Behaviour

Control how notifications behave when they are displayed to your users.

Sound

When a notification is about to be displayed on a device, the permissions requested from the user will be read by the device (see requestPermission). If sound permission has been granted, the device will alert the user to the notification audibly with sound. The sound used will be whatever the user has selected within the device settings.

You can however customise the sound played by providing a string value of an iOS resource, for example:

notifee.displayNotification({
  body: 'Custom sound',
  ios: {
    // iOS resource (.wav, aiff, .caf)
    sound: 'local.wav',
  },
});

To use the users default sound, set the value as default. For no sound, do not include the property.

If you are using a custom sound file, it must be less than 30 seconds in length, otherwise the system will play the default sound.

Interruption Levels

With iOS 15's Focus Mode, users are more in control of when app notifications can "interrupt" them with a sound or vibration. The interruptionLevel property controls the notification's importance and delivery timing. Accepted values: 'passive', 'active' (default), 'timeSensitive', 'critical'.

notifee.displayNotification({
  title: 'ALERT!',
  body: 'This is a critical notification!',
  ios: {
    interruptionLevel: 'timeSensitive',
  },
});

Foreground delivery events

On iOS, an EventType.DELIVERED event is emitted to onForegroundEvent when a Notify Kit-owned notification is presented to the user while the app is in the foreground (immediate displayNotification calls, trigger notifications that fire in foreground, and handleFcmMessage foreground displays). Use this for analytics, read-state tracking, or badge maintenance.

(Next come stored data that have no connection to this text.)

//! Invariants every layout must satisfy.

use memlayout::layout::{place_in_stacks, scale};
use memlayout::{compute_layout, Category, LaidOutRegion, LayoutConfig};

use crate::common::{ids, mcu_tree, region, ROUNDING_TOLERANCE};

fn assert_main_lane_contiguous(lane: &[LaidOutRegion]) {
    for pair in lane.windows(2) {
        let top = pair[0].offset + pair[0].size_percentage;
        assert!(
            top <= pair[1].offset + ROUNDING_TOLERANCE,
            "region {} ends at {} past the start of region {} at {}",
            pair[0].id,
            top,
            pair[1].id,
            pair[1].offset
        );
    }
}

#[test]
fn main_lane_never_overlaps() {
    let config = LayoutConfig::default();
    let matrix = compute_layout(&mcu_tree(), &config);
    assert_main_lane_contiguous(&matrix[0]);

    let sections = mcu_tree()[1].children.clone();
    let matrix = compute_layout(&sections, &config);
    assert_main_lane_contiguous(&matrix[0]);
}

#[test]
fn main_lane_respects_floor() {
    let config = LayoutConfig::default();
    let matrix = compute_layout(&mcu_tree(), &config);
    for lane_region in &matrix[0] {
        assert!(
            lane_region.size_percentage >= config.min_size_percentage - 1e-9,
            "{:?}",
            lane_region
        );
    }
}

#[test]
fn layout_is_deterministic() {
    let config = LayoutConfig::default();
    let input = mcu_tree();
    let first = compute_layout(&input, &config);
    let second = compute_layout(&input, &config);

    assert_eq!(first.len(), second.len());
    for (a_lane, b_lane) in first.iter().zip(&second) {
        assert_eq!(ids(a_lane), ids(b_lane));
        for (a, b) in a_lane.iter().zip(b_lane) {
            assert_eq!(a.offset.to_bits(), b.offset.to_bits());
            assert_eq!(a.size_percentage.to_bits(), b.size_percentage.to_bits());
            assert_eq!(a.category, b.category);
        }
    }
}

#[test]
fn gap_at_threshold_is_not_synthesized() {
    // 2000 bytes used -> threshold 70
    let regions = vec![region(1, 0, 1000), region(2, 1070, 1000)];
    let matrix = compute_layout(&regions, &LayoutConfig::default());
    assert_eq!(matrix.len(), 1);
    assert_eq!(ids(&matrix[0]), vec![1, 2]);
}

#[test]
fn gap_above_threshold_is_synthesized() {
    let regions = vec![region(1, 0, 1000), region(2, 1071, 1000)];
    let matrix = compute_layout(&regions, &LayoutConfig::default());
    assert_eq!(matrix.len(), 1);
    let main = &matrix[0];
    assert_eq!(main.len(), 3);
    assert_eq!(main[1].category, Category::Unused);
    assert_eq!(main[0].category, Category::Main);
    assert_eq!(main[2].category, Category::Main);
}

#[test]
fn single_region_fills_the_lane() {
    let mut regions = vec![LaidOutRegion::from_region(&region(1, 0x1000, 100))];
    let matrix = place_in_stacks(&mut regions);
    assert_eq!(matrix.len(), 1);
    assert_eq!(matrix[0].len(), 1);
    assert_eq!(matrix[0][0].category, Category::Main);

    scale(&mut regions, 0x1000 as f64, 100.0);
    assert_eq!(regions[0].offset, 0.0);
    assert_eq!(regions[0].size_percentage, 100.0);
}

#[test]
fn zero_sized_regions_never_reach_the_layout() {
    let matrix = compute_layout(&mcu_tree(), &LayoutConfig::default());
    assert!(matrix.iter().flatten().all(|r| r.label != "noload"));
    assert!(matrix.iter().flatten().all(|r| r.size > 0.0));
}
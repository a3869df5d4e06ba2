#![no_main]
use libfuzzer_sys::fuzz_target;
use memlayout::{compute_layout, LayoutConfig, Region};

// Every 6 bytes: 4-byte start address, 2-byte size
fuzz_target!(|data: &[u8]| {
    let regions: Vec<Region> = data
        .chunks_exact(6)
        .enumerate()
        .map(|(id, chunk)| {
            let start = u32::from_le_bytes([chunk[0], chunk[1], chunk[2], chunk[3]]);
            let size = u16::from_le_bytes([chunk[4], chunk[5]]);
            Region::new(id as u32, format!("0x{:08X}", start), u64::from(size))
        })
        .collect();
    let matrix = compute_layout(&regions, &LayoutConfig::default());
    for lane in &matrix {
        for region in lane {
            assert!(region.size_percentage.is_finite());
            assert!(region.offset.is_finite());
        }
    }
});
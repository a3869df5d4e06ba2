//! Logging and tracing infrastructure for memlayout.
//!
//! The engine only emits events; installing a subscriber is left to the
//! embedding application, which can call one of the helpers below.

use std::sync::Once;
use tracing::info;
use tracing_subscriber::{
    fmt::{self, format::FmtSpan},
    layer::SubscriberExt,
    util::SubscriberInitExt,
    EnvFilter,
};

static INIT: Once = Once::new();

fn env_filter() -> EnvFilter {
    EnvFilter::try_from_default_env().unwrap_or_else(|_| EnvFilter::new("info"))
}

/// Initialize the global tracing subscriber.
///
/// This should be called once at program startup.
/// Subsequent calls are ignored.
pub fn init_tracing() {
    INIT.call_once(|| {
        let fmt_layer = fmt::layer()
            .with_span_events(FmtSpan::CLOSE)
            .with_target(true)
            .with_file(true)
            .with_line_number(true);

        // try_init: a host may already own the global subscriber
        let _ = tracing_subscriber::registry()
            .with(env_filter())
            .with(fmt_layer)
            .try_init();

        info!("memlayout tracing initialized");
    });
}

/// Initialize tracing with JSON output for structured logging.
pub fn init_tracing_json() {
    INIT.call_once(|| {
        let fmt_layer = fmt::layer()
            .json()
            .with_span_events(FmtSpan::CLOSE)
            .with_target(true)
            .with_file(true)
            .with_line_number(true)
            .with_current_span(true);

        let _ = tracing_subscriber::registry()
            .with(env_filter())
            .with(fmt_layer)
            .try_init();

        info!("memlayout tracing initialized (JSON mode)");
    });
}

/// Macro for creating spans around a layout or navigation pass
#[macro_export]
macro_rules! span_trace {
    ($name:expr) => {
        tracing::info_span!($name)
    };
    ($name:expr, $($field:tt)*) => {
        tracing::info_span!($name, $($field)*)
    };
}
//! Session controller
//!
//! Owns the run lifecycle (Idle → Ready → Playing ⇄ Paused → GameOver),
//! the game state and its scheduler. The host feeds it commands and clock
//! ticks; it hands back snapshots, drained events, feedback cues and a
//! single [`SessionResult`] per finished run.

use rand::{Rng, SeedableRng};
use rand_pcg::Pcg32;
use serde::{Deserialize, Serialize};

use crate::audio::{AudioSettings, FeedbackCue, FeedbackSink, NullFeedback};
use crate::persistence::{NullSessionSink, PersonalBest, SessionSink};
use crate::platform;
use crate::settings::GameConfig;
use crate::sim::combo::ComboRating;
use crate::sim::difficulty::{ConfigError, DifficultyPreset};
use crate::sim::scheduler::{Handled, Scheduler, SchedulerEvent};
use crate::sim::sequence::SequencePhase;
use crate::sim::state::{ButtonId, GameEvent, GameMode, GameState, ReactionStats, SessionResult};

/// Top-level lifecycle
#[derive(Debug, Clone, Copy, PartialEq, Eq, Serialize, Deserialize)]
pub enum SessionPhase {
    /// Nothing started yet, or the run was ended early
    Idle,
    /// Fresh state after a reset, waiting for start
    Ready,
    Playing,
    Paused,
    /// Lives ran out; only reset leaves this phase
    GameOver,
}

/// Whether a command changed anything
#[derive(Debug, Clone, Copy, PartialEq, Eq, Serialize, Deserialize)]
pub enum CommandOutcome {
    Applied,
    Ignored,
}

impl CommandOutcome {
    pub fn is_applied(self) -> bool {
        self == CommandOutcome::Applied
    }
}

impl From<Handled> for CommandOutcome {
    fn from(handled: Handled) -> Self {
        match handled {
            Handled::Applied => CommandOutcome::Applied,
            Handled::Ignored => CommandOutcome::Ignored,
        }
    }
}

/// Read-only copy of everything the presentation layer draws
#[derive(Debug, Clone, PartialEq, Serialize)]
pub struct Snapshot {
    pub phase: SessionPhase,
    pub difficulty: DifficultyPreset,
    pub mode: GameMode,
    pub score: u64,
    pub lives: u32,
    pub combo: u32,
    pub best_combo: u32,
    pub combo_rating: ComboRating,
    pub highlighted_buttons: Vec<ButtonId>,
    pub odd_button: Option<ButtonId>,
    /// Decoy lit alongside the current sequence playback step
    pub distractor_button: Option<ButtonId>,
    pub sequence_length: Option<usize>,
    /// Correct replay presses so far
    pub sequence_progress: usize,
    pub awaiting_input: bool,
    pub game_over: bool,
    pub is_paused: bool,
    pub is_processing: bool,
    pub reaction_stats: ReactionStats,
    pub personal_best: PersonalBest,
    pub time_remaining_ms: Option<u64>,
}

pub struct Session {
    config: GameConfig,
    state: GameState,
    scheduler: Scheduler,
    phase: SessionPhase,
    /// Last clock value supplied by the host
    now_ms: u64,
    /// Derives a scheduler seed for every run
    seeds: Pcg32,
    result_recorded: bool,
    last_result: Option<SessionResult>,
    personal_best: PersonalBest,
    feedback: Box<dyn FeedbackSink>,
    session_sink: Box<dyn SessionSink>,
    outbox: Vec<GameEvent>,
}
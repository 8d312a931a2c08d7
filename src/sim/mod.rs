//! Deterministic gameplay module
//!
//! All gameplay logic lives here. This module must be pure and deterministic:
//! - Time comes in from the caller, never from a clock
//! - Seeded RNG only
//! - Ordered collections for anything iterated
//! - No audio, storage or platform dependencies

pub mod combo;
pub mod difficulty;
pub mod scheduler;
pub mod scoring;
pub mod sequence;
pub mod state;
pub mod timer;

pub use combo::{ComboRating, ComboTracker, MissOutcome};
pub use difficulty::{
    ButtonStep, ConfigError, DifficultyParams, DifficultyPreset, SequenceParams, SequenceTiming,
    Timing, compute_timing, sequence_timing,
};
pub use scheduler::{Handled, RandomGate, RoundPhase, Scheduler, SchedulerConfig, SchedulerEvent};
pub use scoring::{ScoringContext, ScoringFactors, score, score_sequence};
pub use sequence::{ReplayOutcome, SequencePhase, SequenceRound, check_sequence, generate_sequence};
pub use state::{
    ButtonId, DEFAULT_STARTING_LIVES, GRID_ROWS, GRID_SIZE, GameEvent, GameMode, GameState,
    MissKind, ReactionStats, SessionResult,
};
pub use timer::{Timer, TimerKind, TimerQueue};
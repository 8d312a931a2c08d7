//! Platform abstraction layer
//!
//! Handles browser/native differences for:
//! - Wall clock (session timestamps)
//! - Seed entropy for new runs

/// Unix time in milliseconds
#[cfg(target_arch = "wasm32")]
pub fn wall_clock_ms() -> f64 {
    js_sys::Date::now()
}

/// Unix time in milliseconds
#[cfg(not(target_arch = "wasm32"))]
pub fn wall_clock_ms() -> f64 {
    use std::time::{SystemTime, UNIX_EPOCH};

    SystemTime::now()
        .duration_since(UNIX_EPOCH)
        .map(|d| d.as_secs_f64() * 1000.0)
        .unwrap_or(0.0)
}

/// Seed for a new session when the host doesn't supply one
pub fn entropy_seed() -> u64 {
    (wall_clock_ms() as u64) ^ rand::random::<u64>()
}
//! Game configuration and preferences
//!
//! Persisted separately from progress records under its own storage key.

use serde::{Deserialize, Serialize};

use crate::audio::AudioSettings;
use crate::persistence::{PersistenceError, Storage, load_json, save_json};
use crate::sim::difficulty::{ConfigError, DifficultyParams, DifficultyPreset};
use crate::sim::scheduler::{RandomGate, SchedulerConfig};
use crate::sim::state::{DEFAULT_STARTING_LIVES, GameMode};

/// Run configuration plus player preferences
#[derive(Debug, Clone, PartialEq, Serialize, Deserialize)]
#[serde(default)]
pub struct GameConfig {
    pub difficulty: DifficultyPreset,
    pub mode: GameMode,
    /// Lives for modes that don't force their own count
    pub starting_lives: u32,
    /// Used when `difficulty` is `Custom`
    pub custom_difficulty: Option<DifficultyParams>,

    // === Timing ===
    /// Gap between a resolved round and the next highlight
    pub cooldown_ms: u64,
    /// Delay before a fresh sequence after a failed replay
    pub sequence_penalty_ms: u64,
    /// Delay before the next sequence after a correct replay
    pub sequence_advance_ms: u64,

    // === Variety ===
    /// Occasional extra lit button in reflex rounds
    pub multi_hit: RandomGate,
    /// Occasional decoy track during sequence playback
    pub distractor: RandomGate,
    /// Streak and consistency bonuses on top of base points
    pub advanced_scoring: bool,

    pub audio: AudioSettings,
}

impl Default for GameConfig {
    fn default() -> Self {
        Self {
            difficulty: DifficultyPreset::Medium,
            mode: GameMode::Reflex,
            starting_lives: DEFAULT_STARTING_LIVES,
            custom_difficulty: None,

            cooldown_ms: 400,
            sequence_penalty_ms: 1500,
            sequence_advance_ms: 1000,

            multi_hit: RandomGate {
                min_score: 15,
                chance: 0.2,
            },
            distractor: RandomGate {
                min_score: 10,
                chance: 0.3,
            },
            advanced_scoring: true,

            audio: AudioSettings::default(),
        }
    }
}

impl GameConfig {
    /// LocalStorage key
    pub const STORAGE_KEY: &'static str = "reflex_grid_settings";

    /// Create a config for one preset/mode pairing
    pub fn new(difficulty: DifficultyPreset, mode: GameMode) -> Self {
        Self {
            difficulty,
            mode,
            ..Self::default()
        }
    }

    /// Preset (or custom) table, adjusted for the selected mode
    pub fn difficulty_params(&self) -> DifficultyParams {
        let base = match (self.difficulty, &self.custom_difficulty) {
            (DifficultyPreset::Custom, Some(custom)) => custom.clone(),
            (preset, _) => preset.params(),
        };
        base.for_mode(self.mode)
    }

    pub fn scheduler_config(&self) -> SchedulerConfig {
        SchedulerConfig {
            mode: self.mode,
            difficulty: self.difficulty,
            params: self.difficulty_params(),
            cooldown_ms: self.cooldown_ms,
            sequence_penalty_ms: self.sequence_penalty_ms,
            sequence_advance_ms: self.sequence_advance_ms,
            multi_hit: self.multi_hit,
            distractor: self.distractor,
            advanced_scoring: self.advanced_scoring,
        }
    }

    /// Lives the selected mode starts with
    pub fn lives(&self) -> u32 {
        self.mode.starting_lives(self.starting_lives)
    }

    pub fn validate(&self) -> Result<(), ConfigError> {
        if self.starting_lives == 0 {
            return Err(ConfigError::NoLives);
        }
        if let Some(custom) = &self.custom_difficulty {
            custom.validate()?;
        }
        self.difficulty_params().validate()
    }

    /// Load from storage, falling back to defaults on missing or bad data
    pub fn load(storage: &dyn Storage) -> Self {
        match load_json::<GameConfig>(storage, Self::STORAGE_KEY) {
            Ok(Some(config)) => match config.validate() {
                Ok(()) => {
                    log::info!("Loaded settings from storage");
                    config
                }
                Err(e) => {
                    log::warn!("Stored settings rejected ({}), using defaults", e);
                    Self::default()
                }
            },
            Ok(None) => {
                log::info!("Using default settings");
                Self::default()
            }
            Err(e) => {
                log::warn!("Failed to read settings ({}), using defaults", e);
                Self::default()
            }
        }
    }

    pub fn save(&self, storage: &mut dyn Storage) -> Result<(), PersistenceError> {
        save_json(storage, Self::STORAGE_KEY, self)?;
        log::info!("Settings saved");
        Ok(())
    }
}
//! Game state and core gameplay types
//!
//! Everything the presentation layer can observe about a run lives here.

use std::collections::BTreeSet;
use std::fmt;

use serde::{Deserialize, Serialize};

use super::combo::ComboTracker;
use super::difficulty::DifficultyPreset;

/// Buttons per grid row (3 + 4 + 3)
pub const GRID_ROWS: [u8; 3] = [3, 4, 3];

/// Total number of buttons on the grid
pub const GRID_SIZE: usize = 10;

/// Lives granted by modes that don't pin their own count
pub const DEFAULT_STARTING_LIVES: u32 = 5;

/// One of the fixed grid positions, numbered row by row from the top-left
#[derive(Debug, Clone, Copy, PartialEq, Eq, PartialOrd, Ord, Hash, Serialize, Deserialize)]
pub struct ButtonId(u8);

impl ButtonId {
    /// Returns `None` for indices outside the grid
    pub fn new(index: u8) -> Option<Self> {
        ((index as usize) < GRID_SIZE).then_some(Self(index))
    }

    pub fn index(self) -> usize {
        self.0 as usize
    }

    /// All buttons in grid order
    pub fn all() -> impl Iterator<Item = ButtonId> {
        (0..GRID_SIZE as u8).map(ButtonId)
    }

    pub(crate) fn from_index(index: usize) -> Self {
        debug_assert!(index < GRID_SIZE);
        Self(index as u8)
    }
}

impl fmt::Display for ButtonId {
    fn fmt(&self, f: &mut fmt::Formatter<'_>) -> fmt::Result {
        write!(f, "#{}", self.0)
    }
}

/// Which rule set drives the round scheduler
#[derive(Debug, Clone, Copy, PartialEq, Eq, Hash, Default, Serialize, Deserialize)]
pub enum GameMode {
    /// Press every lit button before the countdown runs out
    #[default]
    Reflex,
    /// Watch a sequence, then replay it ("Simon")
    Sequence,
    /// Reflex rules with a single life and a lower floor
    Survival,
    /// Reflex rules with compressed timing and a single life
    Nightmare,
    /// Several buttons light up; only the odd one is correct
    OddOneOut,
}

impl GameMode {
    pub const ALL: [GameMode; 5] = [
        GameMode::Reflex,
        GameMode::Sequence,
        GameMode::Survival,
        GameMode::Nightmare,
        GameMode::OddOneOut,
    ];

    pub fn as_str(&self) -> &'static str {
        match self {
            GameMode::Reflex => "reflex",
            GameMode::Sequence => "sequence",
            GameMode::Survival => "survival",
            GameMode::Nightmare => "nightmare",
            GameMode::OddOneOut => "odd-one-out",
        }
    }

    pub fn from_str(s: &str) -> Option<Self> {
        match s.to_lowercase().as_str() {
            "reflex" => Some(GameMode::Reflex),
            "sequence" | "simon" => Some(GameMode::Sequence),
            "survival" => Some(GameMode::Survival),
            "nightmare" => Some(GameMode::Nightmare),
            "odd-one-out" | "oddoneout" | "odd" => Some(GameMode::OddOneOut),
            _ => None,
        }
    }

    /// Lives this mode starts with, given the configured default
    pub fn starting_lives(&self, configured: u32) -> u32 {
        match self {
            GameMode::Survival | GameMode::Nightmare => 1,
            _ => configured.max(1),
        }
    }

    /// Whether the mode uses the highlight scheduler (everything but Sequence)
    pub fn is_reflex_family(&self) -> bool {
        !matches!(self, GameMode::Sequence)
    }
}

/// Why a round counted as a miss
#[derive(Debug, Clone, Copy, PartialEq, Eq, Serialize, Deserialize)]
pub enum MissKind {
    /// Pressed a button that wasn't a valid target
    WrongButton,
    /// Countdown expired with targets still lit
    Timeout,
    /// Sequence replay diverged from the expected element
    SequenceMismatch,
}

/// Events emitted by the simulation for the presentation layer
#[derive(Debug, Clone, PartialEq, Serialize, Deserialize)]
pub enum GameEvent {
    /// A new highlight cycle lit these buttons
    RoundStarted {
        buttons: Vec<ButtonId>,
        odd_button: Option<ButtonId>,
        duration_ms: u64,
    },
    /// A lit target was pressed in time
    Hit {
        button: ButtonId,
        reaction_ms: u64,
        points: u64,
    },
    /// A round was failed
    Miss {
        button: Option<ButtonId>,
        kind: MissKind,
    },
    /// A life was lost (lives remaining)
    LifeLost { lives: u32 },
    /// Sequence playback lit the element at `step`
    SequenceStep {
        step: usize,
        button: ButtonId,
        distractor: Option<ButtonId>,
    },
    /// Playback finished, the player may replay
    SequenceAwaitingInput { length: usize },
    /// A correct press during replay
    SequenceProgress { matched: usize, length: usize },
    /// A full sequence was replayed correctly
    SequenceCompleted { length: usize, points: u64 },
    /// Lives ran out
    GameOver { score: u64 },
}

/// Aggregate reaction-time figures for display
#[derive(Debug, Clone, Copy, PartialEq, Default, Serialize, Deserialize)]
pub struct ReactionStats {
    pub count: usize,
    pub average_ms: Option<f64>,
    pub fastest_ms: Option<u64>,
    pub slowest_ms: Option<u64>,
    pub last_ms: Option<u64>,
}

impl ReactionStats {
    pub fn from_samples(samples: &[u64]) -> Self {
        if samples.is_empty() {
            return Self::default();
        }
        let total: u64 = samples.iter().sum();
        Self {
            count: samples.len(),
            average_ms: Some(total as f64 / samples.len() as f64),
            fastest_ms: samples.iter().copied().min(),
            slowest_ms: samples.iter().copied().max(),
            last_ms: samples.last().copied(),
        }
    }
}

/// Mutable state of one run. Single writer: the session and its scheduler.
#[derive(Debug, Clone, Serialize, Deserialize)]
pub struct GameState {
    /// Accumulated score (never decreases)
    pub score: u64,
    /// Combo, best combo, lives and the game-over latch
    pub tracker: ComboTracker,
    /// Currently lit targets; empty between rounds
    pub highlighted_buttons: BTreeSet<ButtonId>,
    /// The distinct button in an Odd-One-Out round
    pub odd_button: Option<ButtonId>,
    /// Reaction times in press order (append-only)
    pub reaction_time_samples: Vec<u64>,
    pub is_paused: bool,
    /// Set while a round is resolving or cooling down
    pub is_processing: bool,
    /// Every press that reached the scheduler
    pub total_presses: u32,
    pub hits: u32,
    pub misses: u32,
    pub rounds_played: u32,
    /// Clock value when play started
    pub started_at_ms: u64,
    /// Clock value when the last life was lost
    pub ended_at_ms: Option<u64>,
    /// Events not yet drained by the host
    #[serde(skip)]
    pub events: Vec<GameEvent>,
}

impl GameState {
    pub fn new(lives: u32) -> Self {
        Self {
            score: 0,
            tracker: ComboTracker::new(lives),
            highlighted_buttons: BTreeSet::new(),
            odd_button: None,
            reaction_time_samples: Vec::new(),
            is_paused: false,
            is_processing: false,
            total_presses: 0,
            hits: 0,
            misses: 0,
            rounds_played: 0,
            started_at_ms: 0,
            ended_at_ms: None,
            events: Vec::new(),
        }
    }

    pub fn combo(&self) -> u32 {
        self.tracker.combo()
    }

    pub fn best_combo(&self) -> u32 {
        self.tracker.best_combo()
    }

    pub fn lives(&self) -> u32 {
        self.tracker.lives()
    }

    pub fn is_game_over(&self) -> bool {
        self.tracker.is_game_over()
    }

    pub fn reaction_stats(&self) -> ReactionStats {
        ReactionStats::from_samples(&self.reaction_time_samples)
    }

    /// Most recent `n` reaction samples, oldest first
    pub fn recent_reactions(&self, n: usize) -> &[u64] {
        let start = self.reaction_time_samples.len().saturating_sub(n);
        &self.reaction_time_samples[start..]
    }

    pub fn push_event(&mut self, event: GameEvent) {
        self.events.push(event);
    }

    /// Clear lit targets without scoring them
    pub fn clear_highlights(&mut self) {
        self.highlighted_buttons.clear();
        self.odd_button = None;
    }
}

/// Record written once when a run ends by running out of lives
#[derive(Debug, Clone, PartialEq, Serialize, Deserialize)]
pub struct SessionResult {
    pub score: u64,
    pub best_combo: u32,
    pub average_reaction_time_ms: Option<f64>,
    pub fastest_reaction_time_ms: Option<u64>,
    pub total_presses: u32,
    pub hits: u32,
    pub misses: u32,
    pub difficulty: DifficultyPreset,
    pub mode: GameMode,
    /// Unix timestamp (ms) when the run ended
    pub timestamp: f64,
    pub duration_ms: u64,
}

Trigger notifications that fire while the app is in background or killed do not emit DELIVERED on iOS — willPresentNotification: is only invoked in the foreground and the platform exposes no equivalent callback for background-presented local notifications. Android emits DELIVERED unconditionally in both cases. If you need delivery confirmation for background trigger notifications on iOS, query getDisplayedNotifications() after the app returns to foreground. See the events documentation for the full event shape.

Critical Notifications

In some scenarios you may wish to alert the user to a notification and bypass the users preferences such as the mute switch or Do Not Disturb mode.

To do this, request criticalAlert permission via requestPermission and set the critical flag on the notification:

// iOS > 12
notifee.requestPermission({
  //...,
  criticalAlert: true,
});

// iOS > 10
notifee.displayNotification({
  title: 'ALERT!',
  body: 'This is a critical notification!',
  ios: {
    critical: true,
    sound: 'local.wav',
  },
});

On iOS >= 12, you can further control the sound volume level of a critical notification by passing a criticalVolume property to your ios notification options:

// iOS > 10
notifee.displayNotification({
  title: 'ALERT!',
  body: 'This is a critical notification!',
  ios: {
    critical: true,
    sound: 'local.wav',
    // iOS > 12
    // play at 90% sound volume
    criticalVolume: 0.9,
  },
});

The criticalVolume value accepts a float value between 0.0 & 1.0, with 1.0 representing full volume.